Try it: Scanning the entries below, copy every line that contains the word "caches".

Entries supplied:
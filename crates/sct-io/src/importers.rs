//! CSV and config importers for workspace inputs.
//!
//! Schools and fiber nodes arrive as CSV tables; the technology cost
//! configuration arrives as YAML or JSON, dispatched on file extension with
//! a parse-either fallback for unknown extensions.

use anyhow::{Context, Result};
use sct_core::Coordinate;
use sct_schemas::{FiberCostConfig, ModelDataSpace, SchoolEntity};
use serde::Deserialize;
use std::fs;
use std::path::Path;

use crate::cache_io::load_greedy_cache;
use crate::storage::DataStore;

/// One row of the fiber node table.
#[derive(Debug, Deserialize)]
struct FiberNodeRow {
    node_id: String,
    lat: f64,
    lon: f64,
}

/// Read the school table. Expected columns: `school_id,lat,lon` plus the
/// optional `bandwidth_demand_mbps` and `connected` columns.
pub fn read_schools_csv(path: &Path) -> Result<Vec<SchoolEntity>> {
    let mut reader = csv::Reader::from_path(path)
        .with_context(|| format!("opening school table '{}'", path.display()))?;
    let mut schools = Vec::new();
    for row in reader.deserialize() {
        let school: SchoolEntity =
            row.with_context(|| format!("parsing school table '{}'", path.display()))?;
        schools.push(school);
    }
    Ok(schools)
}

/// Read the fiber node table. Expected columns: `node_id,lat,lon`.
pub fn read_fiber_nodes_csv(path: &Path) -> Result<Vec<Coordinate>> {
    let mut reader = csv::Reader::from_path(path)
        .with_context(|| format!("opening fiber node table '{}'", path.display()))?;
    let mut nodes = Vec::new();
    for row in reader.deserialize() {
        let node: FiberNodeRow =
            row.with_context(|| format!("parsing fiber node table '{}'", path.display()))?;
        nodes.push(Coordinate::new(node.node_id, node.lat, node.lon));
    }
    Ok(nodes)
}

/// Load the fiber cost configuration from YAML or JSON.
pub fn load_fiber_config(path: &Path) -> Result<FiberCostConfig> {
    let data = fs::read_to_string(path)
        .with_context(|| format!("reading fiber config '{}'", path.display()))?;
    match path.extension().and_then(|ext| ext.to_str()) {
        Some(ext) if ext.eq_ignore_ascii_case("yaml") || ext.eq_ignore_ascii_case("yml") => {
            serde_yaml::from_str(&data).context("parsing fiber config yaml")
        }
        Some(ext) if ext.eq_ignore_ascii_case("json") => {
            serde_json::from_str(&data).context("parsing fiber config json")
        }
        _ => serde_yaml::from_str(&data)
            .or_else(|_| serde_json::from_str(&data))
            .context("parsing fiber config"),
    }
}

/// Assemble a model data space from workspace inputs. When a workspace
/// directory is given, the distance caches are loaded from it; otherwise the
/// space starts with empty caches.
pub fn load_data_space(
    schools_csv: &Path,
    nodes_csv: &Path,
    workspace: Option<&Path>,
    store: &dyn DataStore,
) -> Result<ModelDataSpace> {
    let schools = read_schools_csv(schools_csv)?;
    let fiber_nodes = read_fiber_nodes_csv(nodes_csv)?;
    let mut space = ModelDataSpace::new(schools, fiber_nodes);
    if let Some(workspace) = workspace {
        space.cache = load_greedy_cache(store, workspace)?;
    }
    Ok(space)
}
---
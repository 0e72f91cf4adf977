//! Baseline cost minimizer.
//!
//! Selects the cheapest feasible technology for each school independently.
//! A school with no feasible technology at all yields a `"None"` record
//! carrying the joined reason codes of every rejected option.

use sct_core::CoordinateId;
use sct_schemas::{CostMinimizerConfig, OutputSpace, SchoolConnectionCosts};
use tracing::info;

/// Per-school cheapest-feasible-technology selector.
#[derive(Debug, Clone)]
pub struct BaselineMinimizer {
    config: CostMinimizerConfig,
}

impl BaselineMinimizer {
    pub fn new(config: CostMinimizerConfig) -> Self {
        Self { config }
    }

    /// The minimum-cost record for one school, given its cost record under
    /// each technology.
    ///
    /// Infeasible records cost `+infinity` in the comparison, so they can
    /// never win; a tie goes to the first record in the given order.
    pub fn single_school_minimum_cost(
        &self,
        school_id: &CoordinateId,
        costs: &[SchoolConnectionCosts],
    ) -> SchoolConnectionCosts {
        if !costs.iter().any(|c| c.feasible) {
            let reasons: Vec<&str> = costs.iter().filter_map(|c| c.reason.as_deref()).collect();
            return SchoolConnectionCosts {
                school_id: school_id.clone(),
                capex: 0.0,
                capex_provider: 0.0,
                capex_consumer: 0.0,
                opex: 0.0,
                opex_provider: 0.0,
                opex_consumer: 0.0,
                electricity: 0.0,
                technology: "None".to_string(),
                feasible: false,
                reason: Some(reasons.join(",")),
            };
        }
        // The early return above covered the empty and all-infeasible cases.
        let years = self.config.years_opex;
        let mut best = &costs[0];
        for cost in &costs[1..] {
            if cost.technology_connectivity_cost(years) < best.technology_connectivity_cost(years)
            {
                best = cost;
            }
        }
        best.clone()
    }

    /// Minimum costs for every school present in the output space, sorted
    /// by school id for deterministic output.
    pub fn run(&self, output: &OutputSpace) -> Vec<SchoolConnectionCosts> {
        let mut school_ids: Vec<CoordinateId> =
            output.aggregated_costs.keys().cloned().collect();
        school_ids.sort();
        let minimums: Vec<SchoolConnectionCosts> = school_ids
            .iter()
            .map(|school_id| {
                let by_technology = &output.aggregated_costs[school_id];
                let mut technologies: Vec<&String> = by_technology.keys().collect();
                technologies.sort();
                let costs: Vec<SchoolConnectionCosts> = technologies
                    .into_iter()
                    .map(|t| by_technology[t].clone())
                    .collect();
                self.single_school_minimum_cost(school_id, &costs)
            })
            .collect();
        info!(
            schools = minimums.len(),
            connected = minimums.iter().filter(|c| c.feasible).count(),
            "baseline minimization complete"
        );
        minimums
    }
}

Solution to this exercise:
/// directory is given, the distance caches are loaded from it; otherwise the
/// space starts with empty caches.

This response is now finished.